If the subservient and sadly apathetic British were ever to realise the power of the people is considerably greater than the people in power we might actually get somewhere.

But the British people seem to enjoy being lied to by the elite. They thought Boris Johnson was worth an 80-seat-majority, despite being fully aware of the fact that he is a racist, divisive liar.

‘Things Can Only Get’… Umm…

And it will be no different when the crimson conservative Starmer — he of the ten pledges and countless U-turns — wanders down SW1A 2AA  for the first time as prime minister.

But this time it won’t be to the ‘Things Can Only Get Better’ song that carries the storyteller Starmer through the famous black door because things are only going to get much worse.

Imagine a carousel at a fairground. On each beautifully decorated horse sits a fully bought and paid for member of the unscrupulous British ruling class in the guise of a politician.

Some of the horses are painted in blue, some are painted in red, and if you look carefully enough you might see one or two painted in an orange/yellow colour.

But each malevolent, self-serving individual that is going round and round on the carousel is from the same right-wing, Israel-centric stock that’s ideological foundations are rooted in the enrichment of the elite at the expense of the poor, disabled people, minorities and working classes.

As soon as a rider falls off the carousel the British establishment have another rider that is ready to take up the reigns, and the colour of the horse that they are riding quite simply doesn’t matter one single iota to them because the replacement rider, Keir Starmer, is a safe pair of hands for the rich and powerful.

Starmer: morally repugnant, feeble and unimaginative

You’ve seen what happens when the wealth of the elite is in danger. At one end of the scale you’ve got Liz Truss. As soon as she started wiping billions off their hoards of cash through sheer incompetence she was out on her ear.

And then at the other end you’ve got Jeremy Corbyn. A very different type of threat to the one posed by Truss, of course, but after the unexpected success of Corbyn at the 2017 general election there wasn’t a chance in hell the establishment were going to risk him winning the next time around, and that was the end of that.
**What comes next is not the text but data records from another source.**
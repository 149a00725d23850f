//! Stake instruction handler.
//!
//! Handles locking staking tokens into a pool. A top-up on an existing
//! position auto-claims the reward earned so far.

use anchor_lang::prelude::*;
use anchor_spl::token::{self, Token, TokenAccount, Transfer};

use crate::auth::Authorizer;
use crate::constants::*;
use crate::error::StakingError;
use crate::events::{RewardClaimed, Staked};
use crate::instructions::vault::{require_reward_funds, transfer_from_vault};
use crate::state::{Config, Pool, StakePosition};

/// Accounts required for staking.
#[derive(Accounts)]
#[instruction(pool_id: u64)]
pub struct Stake<'info> {
    /// The user staking tokens.
    #[account(mut)]
    pub staker: Signer<'info>,

    /// Global config; staking is blocked while paused.
    #[account(
        seeds = [CONFIG_SEED],
        bump = config.bump
    )]
    pub config: Account<'info, Config>,

    /// The pool.
    #[account(
        mut,
        seeds = [POOL_SEED, &pool_id.to_le_bytes()],
        bump = pool.bump,
        constraint = pool.id == pool_id @ StakingError::InvalidPool,
        has_one = staking_vault @ StakingError::VaultMismatch,
        has_one = reward_vault @ StakingError::VaultMismatch
    )]
    pub pool: Account<'info, Pool>,

    /// Staker's position (created on first stake).
    #[account(
        init_if_needed,
        payer = staker,
        space = StakePosition::LEN,
        seeds = [STAKE_SEED, pool.key().as_ref(), staker.key().as_ref()],
        bump
    )]
    pub position: Account<'info, StakePosition>,

    /// Staker's token account for the staking mint.
    #[account(
        mut,
        constraint = staker_token_account.mint == pool.staking_mint @ StakingError::MintMismatch,
        constraint = staker_token_account.owner == staker.key() @ StakingError::InvalidTokenOwner
    )]
    pub staker_token_account: Account<'info, TokenAccount>,

    /// Staker's token account receiving auto-claimed rewards.
    #[account(
        mut,
        constraint = staker_reward_account.mint == pool.reward_mint @ StakingError::MintMismatch,
        constraint = staker_reward_account.owner == staker.key() @ StakingError::InvalidTokenOwner
    )]
    pub staker_reward_account: Account<'info, TokenAccount>,

    /// Pool's staking vault.
    #[account(mut)]
    pub staking_vault: Account<'info, TokenAccount>,

    /// Pool's reward vault.
    #[account(mut)]
    pub reward_vault: Account<'info, TokenAccount>,

    /// System program.
    pub system_program: Program<'info, System>,

    /// Token program.
    pub token_program: Program<'info, Token>,
}

/// Stake tokens into a pool.
///
/// # Arguments
/// * `ctx` - Stake accounts context
/// * `pool_id` - Id of the pool to stake into
/// * `amount` - Amount of tokens to stake (at least the pool minimum)
///
/// # Returns
/// Result indicating success or error
pub fn handler(ctx: Context<Stake>, pool_id: u64, amount: u64) -> Result<()> {
    ctx.accounts.config.require_not_paused()?;

    let clock = Clock::get()?;
    let now = clock.unix_timestamp;

    ctx.accounts.pool.accrue(now)?;
    let claimed = ctx
        .accounts
        .position
        .begin_stake(&ctx.accounts.pool, amount)?;
    require_reward_funds(ctx.accounts.reward_vault.amount, claimed)?;

    // Pull principal before the position is credited
    let cpi_accounts = Transfer {
        from: ctx.accounts.staker_token_account.to_account_info(),
        to: ctx.accounts.staking_vault.to_account_info(),
        authority: ctx.accounts.staker.to_account_info(),
    };
    let cpi_program = ctx.accounts.token_program.to_account_info();
    let cpi_ctx = CpiContext::new(cpi_program, cpi_accounts);
    token::transfer(cpi_ctx, amount)?;

    let staker = ctx.accounts.staker.key();
    let pool_key = ctx.accounts.pool.key();
    let position = &mut ctx.accounts.position;

    if position.owner == Pubkey::default() {
        position.owner = staker;
        position.pool = pool_key;
        position.bump = ctx.bumps.position;
    }
    position.commit_stake(&mut ctx.accounts.pool, amount, claimed)?;

    let staked_total = position.amount;
    let unlock_time = position.unlock_time;

    // State is final; pay out the auto-claimed reward
    transfer_from_vault(
        &ctx.accounts.token_program,
        &ctx.accounts.reward_vault,
        &ctx.accounts.staker_reward_account,
        &ctx.accounts.pool,
        claimed,
    )?;

    msg!("Staked {} tokens in pool {}", amount, pool_id);
    msg!("Total staked by user: {}", staked_total);
    msg!("Pool total staked: {}", ctx.accounts.pool.total_staked);

    emit!(Staked {
        pool_id,
        staker,
        amount,
        staked_total,
        unlock_time,
        timestamp: now,
    });

    if claimed > 0 {
        msg!("Auto-claimed {} reward tokens", claimed);
        emit!(RewardClaimed {
            pool_id,
            staker,
            amount: claimed,
            timestamp: now,
        });
    }

    Ok(())
}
Everything now points to the Tory, Keir Starmer, winning the next general election. It might not be the whopping majority being touted by Starmer’s people, but it should be a decent-sized majority that will give Starmer the power he needs to carry on where the Tories left off.

If you plan to vote for smug Starmer’s feeble and unimaginative fraud of an opposition, don’t be too surprised when they turn out to be just as feeble and unimaginative in power.

An acquiescent punditocracy and their billionaire string-pullers are preparing for a Labour government. They know the game is up for the Tories, but they also know this morally repugnant incarnation of the Labour Party — funded by big business and the pro-Israel lobby — is no threat to the status quo.

Sure, the Tories are finished.

There’s no way back from the dead for them, so celebrate that moment while you can because once the dust has settled the incoming Labour government, armed with no more than spin and slogans, really won’t feel much different to where we are now.